O primeiro obstáculo é de natureza, digamos, temperamental: pretender que duas estrelas com luz própria e de tamanha personalidade dividam o mesmo palco harmoniosamente, sem que um “roube a cena” do outro, não é tarefa das mais fáceis – que o digam os diretores de Hollywood, obrigados a administrar a vaidade de seus astros. Quem é o protagonista? Quem aceita assumir o papel de coadjuvante?
O segundo problema é de ordem prática: queijos em geral são bastante salgados, o que dificulta a escolha do vinho. Isso é mais verdadeiro no caso dos tintos, pois os taninos – característica mais evidente desse tipo de vinho – quase sempre entram em conflito com o sal do queijo. É por isso que em geral o vinho branco protagoniza uma harmonização mais equilibrada com os queijos. Acontece que o brasileiro tem notória preferência por tintos, o que limita bastante a escolha.
Apesar das dificuldades, porém, há cerca de trinta anos organizo um evento chamado “Como Receber com Queijos e Vinhos”, comentando e exercitando as possibilidades de harmonização. Agora no começo de julho, fiz três degustações do gênero, duas na ABS (Flamengo e Barra) e uma no restaurante Bottega del Vino, aqui dividindo os comentários com o sommelier Dionísio Chaves, proprietário da casa. Para (tentar) lançar um pouco de luz sobre a matéria e ajudar nossos associados a escolher queijos e vinhos, comento a seguir os resultados.
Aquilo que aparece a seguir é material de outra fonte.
//! CLI 모듈
//!
//! palank-faq CLI 명령어 정의 및 구현

use std::io::Write;
use std::path::{Path, PathBuf};
use std::sync::Arc;

use anyhow::{bail, Context, Result};
use clap::{Parser, Subcommand};
use tokio::io::{AsyncBufReadExt, BufReader};

use crate::chat::{ChatHandler, ChatPipeline, ChatReply, ReplyBody};
use crate::config::{resolve_kb_path, HandlerConfig, PipelineConfig};
use crate::knowledge::KnowledgeStore;

// ============================================================================
// CLI Definition
// ============================================================================

#[derive(Parser)]
#[command(name = "palank-faq")]
#[command(version, about = "로컬 FAQ RAG 콘솔", long_about = None)]
pub struct Cli {
    /// 지식베이스 JSON 경로 (기본: $PALANK_FAQ_KB 또는 ./bases_data.json)
    #[arg(long, global = true)]
    pub kb: Option<PathBuf>,

    /// 응답 지연 시뮬레이션 (ms, 검색 전/생성 후 각각)
    #[arg(long, global = true, default_value = "0")]
    pub latency_ms: u64,

    #[command(subcommand)]
    pub command: Commands,
}

#[derive(Subcommand)]
pub enum Commands {
    /// 질문 1건에 답변
    Ask {
        /// 질문
        query: String,

        /// 응답 JSON 그대로 출력
        #[arg(long)]
        json: bool,

        /// 매칭 점수 목록도 출력
        #[arg(long)]
        scores: bool,

        /// 포함 최소 점수 (0.0 ~ 1.0)
        #[arg(short, long)]
        threshold: Option<f64>,

        /// 응답에 합칠 최대 매칭 수
        #[arg(short, long)]
        limit: Option<usize>,
    },

    /// 대화형 모드 (exit 또는 EOF로 종료)
    Chat {
        /// 포함 최소 점수 (0.0 ~ 1.0)
        #[arg(short, long)]
        threshold: Option<f64>,

        /// 응답에 합칠 최대 매칭 수
        #[arg(short, long)]
        limit: Option<usize>,
    },

    /// JSON 요청 본문을 그대로 처리 (예: '{"query": "..."}')
    Request {
        /// 요청 본문
        body: String,
    },

    /// 지식 소스 목록
    Sources,

    /// 상태 확인
    Status,
}

// ============================================================================
// CLI Runner
// ============================================================================

/// CLI 명령어 실행
pub async fn run(cli: Cli) -> Result<()> {
    let kb_path = resolve_kb_path(cli.kb.as_deref());
    let handler_config = HandlerConfig::with_latency_ms(cli.latency_ms);

    match cli.command {
        Commands::Ask {
            query,
            json,
            scores,
            threshold,
            limit,
        } => {
            let handler = open_handler(&kb_path, threshold, limit, handler_config)?;
            cmd_ask(&handler, &query, json, scores).await
        }
        Commands::Chat { threshold, limit } => {
            let handler = open_handler(&kb_path, threshold, limit, handler_config)?;
            cmd_chat(&handler).await
        }
        Commands::Request { body } => {
            let handler = open_handler(&kb_path, None, None, handler_config)?;
            cmd_request(&handler, &body).await
        }
        Commands::Sources => cmd_sources(&kb_path),
        Commands::Status => cmd_status(&kb_path),
    }
}

/// 지식베이스를 적재하고 핸들러 생성
///
/// 적재 실패는 치명적 오류입니다 (지식베이스 없이 응답하지 않음).
fn open_handler(
    kb_path: &Path,
    threshold: Option<f64>,
    limit: Option<usize>,
    handler_config: HandlerConfig,
) -> Result<ChatHandler> {
    let store = KnowledgeStore::load(kb_path).context("지식베이스 적재 실패")?;
    let config = PipelineConfig::from_env()?.with_overrides(threshold, limit)?;

    let pipeline = ChatPipeline::new(Arc::new(store), config);
    Ok(ChatHandler::new(Arc::new(pipeline), handler_config))
}

// ============================================================================
// Command Implementations
// ============================================================================

/// 질문 명령어 (ask)
async fn cmd_ask(handler: &ChatHandler, query: &str, json: bool, scores: bool) -> Result<()> {
    if scores && !query.trim().is_empty() {
        let matches = handler.pipeline().search(query);
        println!("[*] 매칭 ({} 건):", matches.len());
        for (i, m) in matches.iter().enumerate() {
            println!(
                "  {}. [점수: {:.4}] [{}] {}",
                i + 1,
                m.score,
                m.source_label,
                truncate_text(&m.question, 60)
            );
        }
        println!();
    }

    let reply = handler.handle_query(query).await;

    if json {
        println!("{}", reply.to_json_pretty().context("응답 직렬화 실패")?);
        return Ok(());
    }

    print_reply(&reply)?;
    Ok(())
}

/// 대화형 명령어 (chat)
async fn cmd_chat(handler: &ChatHandler) -> Result<()> {
    let stats = handler.pipeline().store().stats();
    println!(
        "[OK] 지식베이스: {} 소스, {} 질문",
        stats.source_count, stats.entry_count
    );
    println!("     종료: exit 또는 Ctrl+D");
    println!();

    let mut lines = BufReader::new(tokio::io::stdin()).lines();

    loop {
        print!("> ");
        std::io::stdout().flush().context("stdout flush 실패")?;

        let Some(line) = lines.next_line().await.context("입력 읽기 실패")? else {
            println!();
            break;
        };

        let line = line.trim();
        if line.is_empty() {
            continue;
        }
        if line == "exit" || line == "quit" {
            break;
        }

        let reply = handler.handle_query(line).await;
        if let Err(e) = print_reply(&reply) {
            println!("[!] {}", e);
        }
        println!();
    }

    Ok(())
}

/// 원시 요청 명령어 (request)
///
/// 상태 코드와 JSON 응답을 출력합니다. 400/500도 정상 종료합니다.
async fn cmd_request(handler: &ChatHandler, body: &str) -> Result<()> {
    let reply = handler.handle(body).await;

    println!("HTTP {}", reply.status_code);
    println!("{}", reply.to_json_pretty().context("응답 직렬화 실패")?);

    Ok(())
}

/// 소스 목록 명령어 (sources)
fn cmd_sources(kb_path: &Path) -> Result<()> {
    let store = KnowledgeStore::load(kb_path).context("지식베이스 적재 실패")?;

    if store.sources().is_empty() {
        println!("[!] 등록된 소스가 없습니다.");
        return Ok(());
    }

    println!("[OK] 지식 소스 ({} 건):\n", store.sources().len());

    for source in store.sources() {
        println!("  {} [{}] - {} 질문", source.name, source.label, source.len());
        for entry in source.entries().iter().take(3) {
            println!("        Q: {}", truncate_text(&entry.question, 60));
        }
        if source.len() > 3 {
            println!("        ... 외 {} 건", source.len() - 3);
        }
        println!();
    }

    Ok(())
}

/// 상태 명령어 (status)
fn cmd_status(kb_path: &Path) -> Result<()> {
    println!("palank-faq v{}", env!("CARGO_PKG_VERSION"));
    println!();

    println!("[*] 지식베이스 경로: {}", kb_path.display());

    match std::fs::metadata(kb_path) {
        Ok(meta) => println!("     파일 크기: {}", format_bytes(meta.len() as usize)),
        Err(e) => {
            println!("[!] 지식베이스 파일 없음: {}", e);
            return Ok(());
        }
    }

    match KnowledgeStore::load(kb_path) {
        Ok(store) => {
            let stats = store.stats();
            println!(
                "[OK] 소스: {} 건, 질문: {} 건",
                stats.source_count, stats.entry_count
            );
            println!("     SHA-256: {}", stats.fingerprint);
            println!(
                "     적재 시각: {}",
                stats.loaded_at.format("%Y-%m-%d %H:%M:%S UTC")
            );
        }
        Err(e) => {
            println!("[!] 지식베이스 적재 실패: {:#}", e);
        }
    }

    match PipelineConfig::from_env() {
        Ok(config) => {
            println!(
                "[OK] 임계값: {}, 최대 매칭: {}",
                config.threshold, config.max_matches
            );
        }
        Err(e) => {
            println!("[!] 설정 오류: {:#}", e);
        }
    }

    Ok(())
}

// ============================================================================
// Helper Functions
// ============================================================================

/// 사람이 읽는 형식으로 응답 출력
fn print_reply(reply: &ChatReply) -> Result<()> {
    match &reply.body {
        ReplyBody::Result(result) => {
            println!("[{}]", result.status.as_str());
            println!("{}", result.response);
            println!();
            println!("출처: {}", result.source);
            Ok(())
        }
        ReplyBody::Error(error) => bail!("요청 거부 ({}): {}", reply.status_code, error.error),
    }
}

/// 텍스트 자르기 (UTF-8 안전)
fn truncate_text(text: &str, max_chars: usize) -> String {
    let cleaned = text.replace('\n', " ").replace('\r', "");
    let cleaned = cleaned.trim();

    if cleaned.chars().count() <= max_chars {
        cleaned.to_string()
    } else {
        let truncated: String = cleaned.chars().take(max_chars).collect();
        format!("{}...", truncated)
    }
}

/// 바이트 크기 포맷팅
fn format_bytes(bytes: usize) -> String {
    const KB: usize = 1024;
    const MB: usize = KB * 1024;

    if bytes >= MB {
        format!("{:.2} MB", bytes as f64 / MB as f64)
    } else if bytes >= KB {
        format!("{:.2} KB", bytes as f64 / KB as f64)
    } else {
        format!("{} B", bytes)
    }
}

// ============================================================================
// Tests
// ============================================================================

#[cfg(test)]
mod tests {
    use super::*;
    use clap::CommandFactory;

    #[test]
    fn test_cli_definition() {
        Cli::command().debug_assert();
    }

    #[test]
    fn test_parse_ask() {
        let cli = Cli::parse_from([
            "palank-faq",
            "--kb",
            "base.json",
            "ask",
            "como instalar?",
            "--json",
            "-t",
            "0.5",
        ]);

        assert_eq!(cli.kb, Some(PathBuf::from("base.json")));
        assert_eq!(cli.latency_ms, 0);
        match cli.command {
            Commands::Ask {
                query,
                json,
                threshold,
                limit,
                ..
            } => {
                assert_eq!(query, "como instalar?");
                assert!(json);
                assert_eq!(threshold, Some(0.5));
                assert_eq!(limit, None);
            }
            _ => panic!("expected ask"),
        }
    }

    #[test]
    fn test_print_reply_rejects_error_body() {
        let reply = ChatReply {
            status_code: 400,
            body: ReplyBody::Error(crate::chat::ErrorBody {
                error: "Consulta vazia".to_string(),
            }),
        };
        let err = print_reply(&reply).unwrap_err();
        assert!(err.to_string().contains("Consulta vazia"));
    }

    #[test]
    fn test_truncate_text() {
        assert_eq!(truncate_text("hello", 10), "hello");
        assert_eq!(truncate_text("hello world", 5), "hello...");
        assert_eq!(truncate_text("hello\nworld", 20), "hello world");
    }

    #[test]
    fn test_format_bytes() {
        assert_eq!(format_bytes(500), "500 B");
        assert_eq!(format_bytes(1536), "1.50 KB");
        assert_eq!(format_bytes(1048576), "1.00 MB");
    }

    #[test]
    fn test_truncate_unicode() {
        let text = "Segurança de rede";
        assert_eq!(truncate_text(text, 9), "Segurança...");
    }
}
1ª dupla: Queijo de cabra tipo Ste. Maure da Fazenda Genève com Niel Joubert Sauvignon Blanc 2015 (Paarl, África do Sul – importadora: Berkmann). Servido com fatias de pão francês e pera d’água. Se existe uma harmonização sobre a qual não tenho praticamente qualquer dúvida, é esta: todo queijo fresco de leite de cabra (Ste. Maure, Brique, Crottin de Chavignol, Pyramide, boursin) fica ótimo com um jovem Sauvignon Blanc, com seu característico frescor e seus típicos aromas cítricos, vegetais e de frutas tropicais tipo abacaxi e maracujá. Em outras ocasiões, na tentativa de variar, experimentei brancos de Viognier, Riesling, Torrontés, mas nenhum chegou perto do resultado de um Sauvignon. Aliás, na zona de produção do Crottin de Chavignol, no Vale do Loire, esse queijo é sempre degustado com o Sancerre, conhecido Sauvignon Blanc produzido na mesma área. Portanto, melhor não inventar nada e ficar com um branco desta variedade – seja francês, sul-africano, neo-zelandês, chileno ou brasileiro (já provei, entre outros, com o Valduga Raízes SB, com o Villa Francioni, com o Amayna e nunca me arrependi). Resultado: um casamento que vai chegar às Bodas de Prata, fácil. Nota: 9
2ª dupla: Queijos Minas Artesanal Canastra com Chardonnay Reserva Miolo 2015 (Campanha, Brasil) – este não é um Minas qualquer, é feito com leite cru, tipo meia cura (mínimo de 22 dias, segundo o produtor). Mais uma vez, escolhi um branco – mas com discreta passagem por madeira, para segurar o sabor pronunciado do queijo. E ainda, para arredondar a força do queijo, coloquei ao lado uma colherada de geléia de mirtilo (marca Queensberry), que funcionou muito bem. Não creio que um branco frutado demais e sem madeira daria conta do recado; e nem um tinto também, exceto talvez um ligeiríssimo Gamay. Foi servido com pão ciabata aquecido no forno e maçã gala. Resultado: o casamento pode ser duradouro, se ambos controlarem seu temperamento (queijo não muito maturado, vinho com pouca madeira). Nota: 7.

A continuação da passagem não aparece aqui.